The pope returned the gift he received at a formal ceremony after briefly examining the object, according to The Guardian. Upon giving back the wooden crucifix to a Bolivian presidential aide, camera shutters went off around the pope, drowning out any comments from the leader of the Catholic Church.

"While some have claimed he expressed irritation, muttering the words 'eso no está bien' ('this is not right'), Vatican spokesman Federico Lombardi said the pope was more likely to have uttered 'eso no sabía bien' ('I didn't know that') in bemusement at the origins of the present," the news outlet further wrote.

Morales' gift prompted speculations from conservative Catholics who claimed that Pope Francis was being "manipulated for ideological reasons," The Guardian wrote. The Bolivian government, however, insisted that there was no political move behind the gift. Communications minister Marianela Paco said that the president assumed Pope Francis would appreciate the gesture.

The gift was modeled on a crucifix owned by slain journalist and Jesuit priest Luís Espinal, the news outlet noted. He was murdered in 1980 by paramilitaries when Bolivia was still under a dictatorship. On Wednesday night, Pope Francis stopped his popemobile from the airport to pray at the location where Espinal's dead body was discovered.

The pope is using his visit to Latin American countries to highlight the problems of the indigenous communities and to advise against "all totalitarian, ideological or sectarian schemes," The Guardian wrote. On Thursday, he called for an end to consumerism and "discarding people," Fox News Latino reported.

"Faced with so many kinds of hunger in our world, we cannot say to ourselves: 'Things don't add up; we will never balance the books. There is nothing to be done.' Because then despair takes over our hearts," the Argentine-born pope remarked, as quoted by Fox News Latino.

Pope Francis explained that the logic of materialism means dismissing those people who are unable to produce, often seeing them as unworthy and incapable. He called for "structural change," and for the poor to have the "sacred rights" of labor, housing, and land, The Guardian noted.

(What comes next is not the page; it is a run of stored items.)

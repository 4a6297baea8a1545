//! Media classification: attachment kinds, merge modes and the extension
//! sets each mode accepts.

use std::fmt;

use serde::{Deserialize, Serialize};

pub const VIDEO_EXTENSIONS: &[&str] = &["mp4", "mkv", "webm"];

pub const AUDIO_EXTENSIONS: &[&str] = &[
    "aac", "ac3", "eac3", "m4a", "mka", "thd", "dts", "mp3", "ogg", "opus", "wav", "flac",
];

pub const SUBTITLE_EXTENSIONS: &[&str] = &["srt", "ass", "mka", "mks"];

/// How the transport delivered an attachment.
#[derive(Debug, Clone, Copy, PartialEq, Eq, Hash, Serialize, Deserialize)]
#[serde(rename_all = "lowercase")]
pub enum MediaKind {
    Video,
    Audio,
    Document,
}

impl fmt::Display for MediaKind {
    fn fmt(&self, f: &mut fmt::Formatter<'_>) -> fmt::Result {
        let s = match self {
            Self::Video => "video",
            Self::Audio => "audio",
            Self::Document => "document",
        };
        f.write_str(s)
    }
}

/// The user's configured merge mode. Decides which extensions are accepted
/// into the queue and the container of the merged output.
#[derive(Debug, Clone, Copy, Default, PartialEq, Eq, Hash, Serialize, Deserialize)]
pub enum MergeMode {
    #[default]
    #[serde(rename = "video")]
    VideoMerge,
    #[serde(rename = "audio")]
    AudioMerge,
    #[serde(rename = "mixed")]
    MixedMerge,
}

impl MergeMode {
    pub fn as_str(&self) -> &'static str {
        match self {
            Self::VideoMerge => "video",
            Self::AudioMerge => "audio",
            Self::MixedMerge => "mixed",
        }
    }

    /// Whether a lower-cased extension may enter a queue in this mode.
    pub fn accepts(&self, extension: &str) -> bool {
        match self {
            Self::VideoMerge => VIDEO_EXTENSIONS.contains(&extension),
            Self::AudioMerge => AUDIO_EXTENSIONS.contains(&extension),
            Self::MixedMerge => {
                VIDEO_EXTENSIONS.contains(&extension)
                    || AUDIO_EXTENSIONS.contains(&extension)
                    || SUBTITLE_EXTENSIONS.contains(&extension)
            },
        }
    }

    /// Container extension of the merged file.
    pub fn output_extension(&self) -> &'static str {
        match self {
            Self::VideoMerge | Self::MixedMerge => "mkv",
            Self::AudioMerge => "mka",
        }
    }
}

impl fmt::Display for MergeMode {
    fn fmt(&self, f: &mut fmt::Formatter<'_>) -> fmt::Result {
        f.write_str(self.as_str())
    }
}

impl std::str::FromStr for MergeMode {
    type Err = crate::Error;

    fn from_str(s: &str) -> Result<Self, Self::Err> {
        match s.trim().to_ascii_lowercase().as_str() {
            "video" | "1" => Ok(Self::VideoMerge),
            "audio" | "2" => Ok(Self::AudioMerge),
            "mixed" | "3" => Ok(Self::MixedMerge),
            other => Err(crate::Error::message(format!("unknown merge mode: {other}"))),
        }
    }
}

/// Extension declared by a file name: the text after the last `.`,
/// lower-cased. `None` when nothing usable remains.
pub fn declared_extension(file_name: &str) -> Option<String> {
    let ext = file_name.trim().rsplit('.').next()?.trim().to_lowercase();
    if ext.is_empty() { None } else { Some(ext) }
}
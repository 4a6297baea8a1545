use std::{sync::Arc, time::Duration};

use {
    anyhow::Context,
    secrecy::ExposeSecret,
    teloxide::{
        ApiError, RequestError,
        prelude::*,
        types::{AllowedUpdate, BotCommand, ChatId, UpdateKind},
    },
    tokio::task::JoinHandle,
    tokio_util::sync::CancellationToken,
    tracing::{debug, error, info, warn},
};

use {
    mergebot_config::TelegramConfig,
    mergebot_routing::{ConversationRouter, EventLanes, messages},
};

use crate::handlers;

/// Pause after a failed `getUpdates` before polling again.
const POLL_ERROR_BACKOFF: Duration = Duration::from_secs(5);

/// Build the bot client and prepare the account for long polling.
///
/// Verifies the token, clears any webhook and registers the slash commands.
pub async fn connect(config: &TelegramConfig) -> anyhow::Result<Bot> {
    // Client timeout must outlive the long-polling timeout, or the HTTP
    // client aborts the request before Telegram answers.
    let client = teloxide::net::default_reqwest_settings()
        .timeout(Duration::from_secs(u64::from(config.poll_timeout_secs) + 15))
        .build()?;
    let mut bot = Bot::with_client(config.token.expose_secret(), client);
    if let Some(url) = custom_api_url(config)? {
        info!(api_url = %url, "using custom bot api server");
        bot = bot.set_api_url(url);
    }

    let me = bot.get_me().await?;
    bot.delete_webhook().send().await?;

    let commands = vec![
        BotCommand::new("start", "Check access and get started"),
        BotCommand::new("help", "How to merge files"),
    ];
    if let Err(e) = bot.set_my_commands(commands).await {
        warn!("failed to register bot commands: {e}");
    }

    info!(username = ?me.username, "telegram bot connected (webhook cleared)");
    Ok(bot)
}

/// `telegram.api_url` as a base URL. A missing trailing slash is added so
/// method and file paths join under it instead of replacing its last segment.
fn custom_api_url(config: &TelegramConfig) -> anyhow::Result<Option<reqwest::Url>> {
    let Some(raw) = config.api_url.as_deref() else {
        return Ok(None);
    };
    let raw = raw.trim();
    let base = if raw.ends_with('/') {
        raw.to_string()
    } else {
        format!("{raw}/")
    };
    let url = reqwest::Url::parse(&base)
        .with_context(|| format!("invalid telegram.api_url {raw:?}"))?;
    Ok(Some(url))
}

/// Tell the owner the bot is up. Failure is logged and otherwise ignored;
/// it usually means the owner never opened a chat with the bot.
pub async fn notify_owner(bot: &Bot, config: &TelegramConfig) {
    if !config.notify_owner_on_start {
        return;
    }
    match bot
        .send_message(ChatId(config.owner_id), messages::OWNER_STARTED)
        .await
    {
        Ok(_) => debug!(owner_id = config.owner_id, "owner notified"),
        Err(e) => error!(
            owner_id = config.owner_id,
            error = %e,
            "bot alert failed, owner might not have started the bot in a private chat"
        ),
    }
}

/// Poll for updates until `cancel` fires.
///
/// Updates are pushed onto per-user lanes in the order Telegram delivers
/// them, so one user's uploads reach the queue in the order they were sent
/// while other users and running merges carry on independently.
pub fn spawn_polling(
    bot: Bot,
    router: Arc<ConversationRouter>,
    poll_timeout_secs: u32,
    cancel: CancellationToken,
) -> JoinHandle<()> {
    tokio::spawn(async move {
        info!("starting telegram polling loop");
        let lanes = EventLanes::new(router);
        let mut offset: i32 = 0;

        loop {
            let request = bot
                .get_updates()
                .offset(offset)
                .timeout(poll_timeout_secs)
                .allowed_updates(vec![AllowedUpdate::Message, AllowedUpdate::CallbackQuery]);

            let result = tokio::select! {
                () = cancel.cancelled() => {
                    info!("telegram polling stopped");
                    break;
                },
                result = request.send() => result,
            };

            match result {
                Ok(updates) => {
                    if !updates.is_empty() {
                        debug!(count = updates.len(), "got telegram updates");
                    }
                    for update in updates {
                        offset = update.id.as_offset();
                        dispatch_update(update.kind, &bot, &lanes);
                    }
                },
                Err(RequestError::Api(ApiError::TerminatedByOtherGetUpdates)) => {
                    warn!("telegram polling disabled: another instance is running with this token");
                    cancel.cancel();
                    break;
                },
                Err(e) => {
                    warn!(error = %e, "telegram getUpdates failed");
                    tokio::select! {
                        () = cancel.cancelled() => break,
                        () = tokio::time::sleep(POLL_ERROR_BACKOFF) => {},
                    }
                },
            }
        }
    })
}

fn dispatch_update(kind: UpdateKind, bot: &Bot, lanes: &EventLanes) {
    match kind {
        UpdateKind::Message(msg) => {
            debug!(chat_id = msg.chat.id.0, "received telegram message");
            handlers::handle_message(&msg, lanes);
        },
        UpdateKind::CallbackQuery(query) => {
            debug!(callback_data = ?query.data, "received telegram callback query");
            handlers::handle_callback_query(query, bot, lanes);
        },
        other => debug!("ignoring non-message update: {other:?}"),
    }
}

#[allow(clippy::unwrap_used, clippy::expect_used)]
#[cfg(test)]
mod tests {
    use {super::*, rstest::rstest};

    #[rstest]
    #[case(None, None)]
    #[case(Some("http://127.0.0.1:8081"), Some("http://127.0.0.1:8081/"))]
    #[case(Some(" https://tg.example/botapi "), Some("https://tg.example/botapi/"))]
    fn api_url_is_normalized(#[case] raw: Option<&str>, #[case] expected: Option<&str>) {
        let config = TelegramConfig {
            api_url: raw.map(Into::into),
            ..Default::default()
        };
        let url = custom_api_url(&config).unwrap();
        assert_eq!(url.as_ref().map(reqwest::Url::as_str), expected);
    }

    #[test]
    fn malformed_api_url_is_an_error() {
        let config = TelegramConfig {
            api_url: Some("not a url".into()),
            ..Default::default()
        };
        assert!(custom_api_url(&config).is_err());
    }
}
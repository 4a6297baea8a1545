//! Shared identifiers, media classification, and error definitions used across
//! all mergebot crates.

pub mod error;
pub mod media;
pub mod types;

pub use {
    error::{Error, Result},
    media::{MediaKind, MergeMode},
    types::{FileHandle, SourceRef, UserId},
};
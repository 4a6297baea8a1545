use {
    teloxide::{
        prelude::*,
        types::{CallbackQuery, ChatKind, MediaKind, MessageKind, User},
    },
    tracing::{debug, warn},
};

use {
    mergebot_common::{MediaKind as AttachmentKind, SourceRef, UserId},
    mergebot_routing::{Button, EventLanes, InboundEvent},
};

/// Slash commands the bot answers to.
#[derive(Debug, Clone, Copy, PartialEq, Eq)]
pub enum Command {
    Start,
    Help,
}

impl Command {
    /// Parse `/start`, `/help` and their `@botname` forms.
    pub fn parse(text: &str) -> Option<Self> {
        let word = text.split_whitespace().next()?.strip_prefix('/')?;
        let name = word.split('@').next().unwrap_or(word);
        match name.to_ascii_lowercase().as_str() {
            "start" => Some(Self::Start),
            "help" => Some(Self::Help),
            _ => None,
        }
    }
}

fn user_id(user: &User) -> Option<UserId> {
    i64::try_from(user.id.0).ok().map(UserId)
}

fn display_name(user: &User) -> String {
    let first = user.first_name.trim();
    if !first.is_empty() {
        return first.to_string();
    }
    user.username
        .clone()
        .unwrap_or_else(|| user.id.0.to_string())
}

/// Attachment carried by a message: file id, reported name, kind.
fn extract_attachment(msg: &Message) -> Option<(String, Option<String>, AttachmentKind)> {
    let MessageKind::Common(common) = &msg.kind else {
        return None;
    };
    match &common.media_kind {
        MediaKind::Video(v) => Some((
            v.video.file.id.clone(),
            v.video.file_name.clone(),
            AttachmentKind::Video,
        )),
        MediaKind::Audio(a) => Some((
            a.audio.file.id.clone(),
            a.audio.file_name.clone(),
            AttachmentKind::Audio,
        )),
        MediaKind::Document(d) => Some((
            d.document.file.id.clone(),
            d.document.file_name.clone(),
            AttachmentKind::Document,
        )),
        _ => None,
    }
}

/// Translate a message into a router event. Only private chats count;
/// anything that is neither a supported attachment nor a known command is
/// dropped.
pub fn event_from_message(msg: &Message) -> Option<InboundEvent> {
    if !matches!(msg.chat.kind, ChatKind::Private(_)) {
        return None;
    }
    let from = msg.from.as_ref()?;
    let user = user_id(from)?;
    let display_name = display_name(from);

    if let Some((file_id, file_name, kind)) = extract_attachment(msg) {
        return Some(InboundEvent::SubmitMedia {
            user,
            display_name,
            file_name,
            source_ref: SourceRef::new(file_id),
            kind,
        });
    }

    match Command::parse(msg.text()?)? {
        Command::Start => Some(InboundEvent::Start { user, display_name }),
        Command::Help => Some(InboundEvent::Help { user }),
    }
}

/// Translate an inline button press into a router event.
pub fn event_from_callback(query: &CallbackQuery) -> Option<InboundEvent> {
    let button = query.data.as_deref()?.parse::<Button>().ok()?;
    let user = user_id(&query.from)?;
    Some(button.pressed_by(user, display_name(&query.from)))
}

/// Queue a message's event on its user's lane (called from the polling loop).
pub fn handle_message(msg: &Message, lanes: &EventLanes) {
    match event_from_message(msg) {
        Some(event) => lanes.push(event),
        None => debug!(chat_id = msg.chat.id.0, "ignoring telegram message"),
    }
}

/// Queue a button press and answer the query so the client stops showing a
/// spinner, even when the data is not ours. The answer is sent off the
/// polling loop; only the event itself needs to keep its place.
pub fn handle_callback_query(query: CallbackQuery, bot: &Bot, lanes: &EventLanes) {
    match event_from_callback(&query) {
        Some(event) => lanes.push(event),
        None => debug!(callback_data = ?query.data, "ignoring unknown callback"),
    }
    let bot = bot.clone();
    tokio::spawn(async move {
        if let Err(e) = bot.answer_callback_query(&query.id).await {
            warn!(error = %e, "failed to answer callback query");
        }
    });
}
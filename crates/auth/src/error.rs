use std::error::Error as StdError;

use thiserror::Error;

#[derive(Debug, Error)]
pub enum Error {
    #[error(transparent)]
    Sqlx(#[from] sqlx::Error),

    #[error(transparent)]
    Migrate(#[from] sqlx::migrate::MigrateError),

    /// The preference store could not be reached.
    #[error("preference store unavailable: {context}: {source}")]
    Unavailable {
        context: String,
        #[source]
        source: Box<dyn StdError + Send + Sync>,
    },

    #[error("{message}")]
    Message { message: String },
}

impl Error {
    #[must_use]
    pub fn message(message: impl Into<String>) -> Self {
        Self::Message {
            message: message.into(),
        }
    }

    #[must_use]
    pub fn unavailable(
        context: impl Into<String>,
        source: impl StdError + Send + Sync + 'static,
    ) -> Self {
        Self::Unavailable {
            context: context.into(),
            source: Box::new(source),
        }
    }
}

pub type Result<T> = std::result::Result<T, Error>;
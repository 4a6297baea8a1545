use std::{path::Path, sync::Arc};

use {
    anyhow::{Context, Result},
    mergebot_auth::{AuthGate, SqlitePreferenceStore},
    mergebot_common::{MergeMode, UserId},
    mergebot_config::MergebotConfig,
};

/// Open the preference database and run pending migrations.
pub(crate) async fn open_store(config: &MergebotConfig) -> Result<SqlitePreferenceStore> {
    let url = &config.storage.database_url;
    let pool = sqlx::SqlitePool::connect(url)
        .await
        .with_context(|| format!("failed to open {url}"))?;
    mergebot_auth::run_migrations(&pool).await?;
    Ok(SqlitePreferenceStore::new(pool))
}

async fn gate(config_path: Option<&Path>) -> Result<AuthGate> {
    let (config, _) = crate::load_config(config_path)?;
    let store = open_store(&config).await?;
    Ok(AuthGate::new(Arc::new(store), config.telegram.owner())
        .with_default_mode(config.defaults.merge_mode))
}

fn parse_user(user_id: &str) -> Result<UserId> {
    Ok(user_id.parse::<UserId>()?)
}

pub async fn authorize(config_path: Option<&Path>, user_id: &str) -> Result<()> {
    let user = parse_user(user_id)?;
    gate(config_path).await?.authorize(user).await?;
    println!("User {user} may now use the bot.");
    Ok(())
}

pub async fn revoke(config_path: Option<&Path>, user_id: &str) -> Result<()> {
    let user = parse_user(user_id)?;
    let gate = gate(config_path).await?;
    gate.revoke(user).await?;
    if user == gate.owner() {
        println!("User {user} is the owner and keeps access regardless.");
    } else {
        println!("User {user} can no longer use the bot.");
    }
    Ok(())
}

pub async fn set_mode(config_path: Option<&Path>, user_id: &str, mode: &str) -> Result<()> {
    let user = parse_user(user_id)?;
    let mode = mode.parse::<MergeMode>()?;
    gate(config_path).await?.set_merge_mode(user, mode).await?;
    println!("User {user} now merges in {mode} mode.");
    Ok(())
}
use std::path::{Path, PathBuf};

use {
    mergebot_common::MergeMode,
    secrecy::Secret,
    tracing::{debug, warn},
};

use crate::{
    Error, Result,
    env_subst::substitute_env,
    schema::MergebotConfig,
};

/// Standard config file names, checked in order.
const CONFIG_FILENAMES: &[&str] = &[
    "mergebot.toml",
    "mergebot.yaml",
    "mergebot.yml",
    "mergebot.json",
];

/// Load config from the given path (any supported format).
pub fn load_config(path: &Path) -> Result<MergebotConfig> {
    let raw = std::fs::read_to_string(path).map_err(|source| Error::Read {
        path: path.to_path_buf(),
        source,
    })?;
    parse_config(&substitute_env(&raw), path)
}

/// Load an explicitly named file, or discover one. Environment overrides are
/// applied in both cases. Returns the file that was used, if any.
pub fn load_from(explicit: Option<&Path>) -> Result<(MergebotConfig, Option<PathBuf>)> {
    let (mut config, path) = match explicit {
        Some(path) => (load_config(path)?, Some(path.to_path_buf())),
        None => {
            let path = find_config_file();
            let config = match &path {
                Some(path) => load_config(path)?,
                None => MergebotConfig::default(),
            };
            (config, path)
        },
    };
    apply_env_overrides(&mut config, |name| std::env::var(name).ok());
    Ok((config, path))
}

/// Discover and load config from standard locations.
///
/// Search order:
/// 1. `./mergebot.{toml,yaml,yml,json}`
/// 2. `~/.config/mergebot/mergebot.{toml,yaml,yml,json}`
///
/// A broken file is logged and replaced by the defaults.
pub fn discover_and_load() -> MergebotConfig {
    if let Some(path) = find_config_file() {
        debug!(path = %path.display(), "loading config");
        match load_config(&path) {
            Ok(cfg) => return cfg,
            Err(e) => {
                warn!(path = %path.display(), error = %e, "failed to load config, using defaults");
            },
        }
    } else {
        debug!("no config file found, using defaults");
    }
    MergebotConfig::default()
}

/// First config file in the standard locations.
pub fn find_config_file() -> Option<PathBuf> {
    let local = CONFIG_FILENAMES.iter().map(PathBuf::from);
    let global = config_dir()
        .into_iter()
        .flat_map(|dir| CONFIG_FILENAMES.iter().map(move |name| dir.join(name)));
    local.chain(global).find(|p| p.exists())
}

/// The user-global config directory (`~/.config/mergebot/`).
pub fn config_dir() -> Option<PathBuf> {
    directories::ProjectDirs::from("", "", "mergebot").map(|d| d.config_dir().to_path_buf())
}

/// Apply the deployment environment on top of the parsed file.
///
/// `BOT_TOKEN`, `OWNER`, `OWNER_USERNAME`, `DATABASE_URL`, `FFMPEG_PATH`
/// and `MERGE_MODE` win over whatever the file says. Malformed numbers are
/// logged and ignored.
pub fn apply_env_overrides(config: &mut MergebotConfig, lookup: impl Fn(&str) -> Option<String>) {
    let var = |name: &str| lookup(name).filter(|v| !v.trim().is_empty());

    if let Some(token) = var("BOT_TOKEN") {
        config.telegram.token = Secret::new(token.trim().to_string());
    }
    if let Some(owner) = var("OWNER") {
        match owner.trim().parse() {
            Ok(id) => config.telegram.owner_id = id,
            Err(_) => warn!(value = %owner, "ignoring OWNER, not a numeric user id"),
        }
    }
    if let Some(username) = var("OWNER_USERNAME") {
        config.telegram.owner_username = username.trim().trim_start_matches('@').to_string();
    }
    if let Some(url) = var("TELEGRAM_API_URL") {
        config.telegram.api_url = Some(url.trim().to_string());
    }
    if let Some(url) = var("DATABASE_URL") {
        config.storage.database_url = url;
    }
    if let Some(path) = var("FFMPEG_PATH") {
        config.merge.ffmpeg_path = PathBuf::from(path);
    }
    if let Some(mode) = var("MERGE_MODE") {
        match mode.parse::<MergeMode>() {
            Ok(mode) => config.defaults.merge_mode = mode,
            Err(e) => warn!(error = %e, "ignoring MERGE_MODE"),
        }
    }
}

fn parse_config(raw: &str, path: &Path) -> Result<MergebotConfig> {
    let ext = path.extension().and_then(|e| e.to_str()).unwrap_or("toml");

    match ext {
        "toml" => toml::from_str(raw).map_err(|e| Error::parse(path, e)),
        "yaml" | "yml" => serde_yaml::from_str(raw).map_err(|e| Error::parse(path, e)),
        "json" => serde_json::from_str(raw).map_err(|e| Error::parse(path, e)),
        other => Err(Error::UnsupportedFormat {
            extension: other.to_string(),
        }),
    }
}

#[allow(clippy::unwrap_used, clippy::expect_used)]
#[cfg(test)]
mod tests {
    use {super::*, rstest::rstest, secrecy::ExposeSecret};

    #[rstest]
    #[case("mergebot.toml", "[telegram]\nowner_id = 7\nowner_username = \"boss\"\n")]
    #[case("mergebot.yaml", "telegram:\n  owner_id: 7\n  owner_username: boss\n")]
    #[case("mergebot.json", r#"{"telegram": {"owner_id": 7, "owner_username": "boss"}}"#)]
    fn loads_every_format(#[case] name: &str, #[case] body: &str) {
        let dir = tempfile::tempdir().unwrap();
        let path = dir.path().join(name);
        std::fs::write(&path, body).unwrap();

        let cfg = load_config(&path).unwrap();
        assert_eq!(cfg.telegram.owner_id, 7);
        assert_eq!(cfg.telegram.owner_username, "boss");
        assert_eq!(cfg.merge.timeout_secs, 3600);
    }

    #[test]
    fn rejects_unknown_extension() {
        let dir = tempfile::tempdir().unwrap();
        let path = dir.path().join("mergebot.ini");
        std::fs::write(&path, "owner=1").unwrap();
        assert!(matches!(
            load_config(&path),
            Err(Error::UnsupportedFormat { .. })
        ));
    }

    #[test]
    fn parse_error_names_the_file() {
        let dir = tempfile::tempdir().unwrap();
        let path = dir.path().join("mergebot.toml");
        std::fs::write(&path, "[telegram\n").unwrap();
        let err = load_config(&path).unwrap_err();
        assert!(err.to_string().contains("mergebot.toml"), "{err}");
    }

    #[test]
    fn missing_file_is_a_read_error() {
        let err = load_config(Path::new("/nonexistent/mergebot.toml")).unwrap_err();
        assert!(matches!(err, Error::Read { .. }));
    }

    #[test]
    fn env_overrides_win() {
        let mut cfg = MergebotConfig::default();
        cfg.telegram.owner_id = 1;
        apply_env_overrides(&mut cfg, |name| match name {
            "BOT_TOKEN" => Some(" 123:ABC ".into()),
            "OWNER" => Some("99".into()),
            "OWNER_USERNAME" => Some("@boss".into()),
            "FFMPEG_PATH" => Some("/opt/ffmpeg".into()),
            "MERGE_MODE" => Some("2".into()),
            "TELEGRAM_API_URL" => Some("http://127.0.0.1:8081/ ".into()),
            _ => None,
        });
        assert_eq!(cfg.telegram.token.expose_secret(), "123:ABC");
        assert_eq!(cfg.telegram.owner_id, 99);
        assert_eq!(cfg.telegram.owner_username, "boss");
        assert_eq!(cfg.merge.ffmpeg_path, PathBuf::from("/opt/ffmpeg"));
        assert_eq!(cfg.defaults.merge_mode, MergeMode::AudioMerge);
        assert_eq!(
            cfg.telegram.api_url.as_deref(),
            Some("http://127.0.0.1:8081/")
        );
        assert_eq!(cfg.storage.database_url, "sqlite://mergebot.db?mode=rwc");
    }

    #[test]
    fn malformed_owner_is_ignored() {
        let mut cfg = MergebotConfig::default();
        cfg.telegram.owner_id = 5;
        apply_env_overrides(&mut cfg, |name| (name == "OWNER").then(|| "boss".into()));
        assert_eq!(cfg.telegram.owner_id, 5);
    }
}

He also said that the pursuit of money is "the dung of the devil," the news outlet added. According to the pope, poor countries shouldn't be subjected to being providers of raw materials and cheap labor to rich nations. In his speech, he condemned a system that "has imposed the mentality of profit at any price, with no concern for social exclusion or the destruction of nature," The Guardian quoted.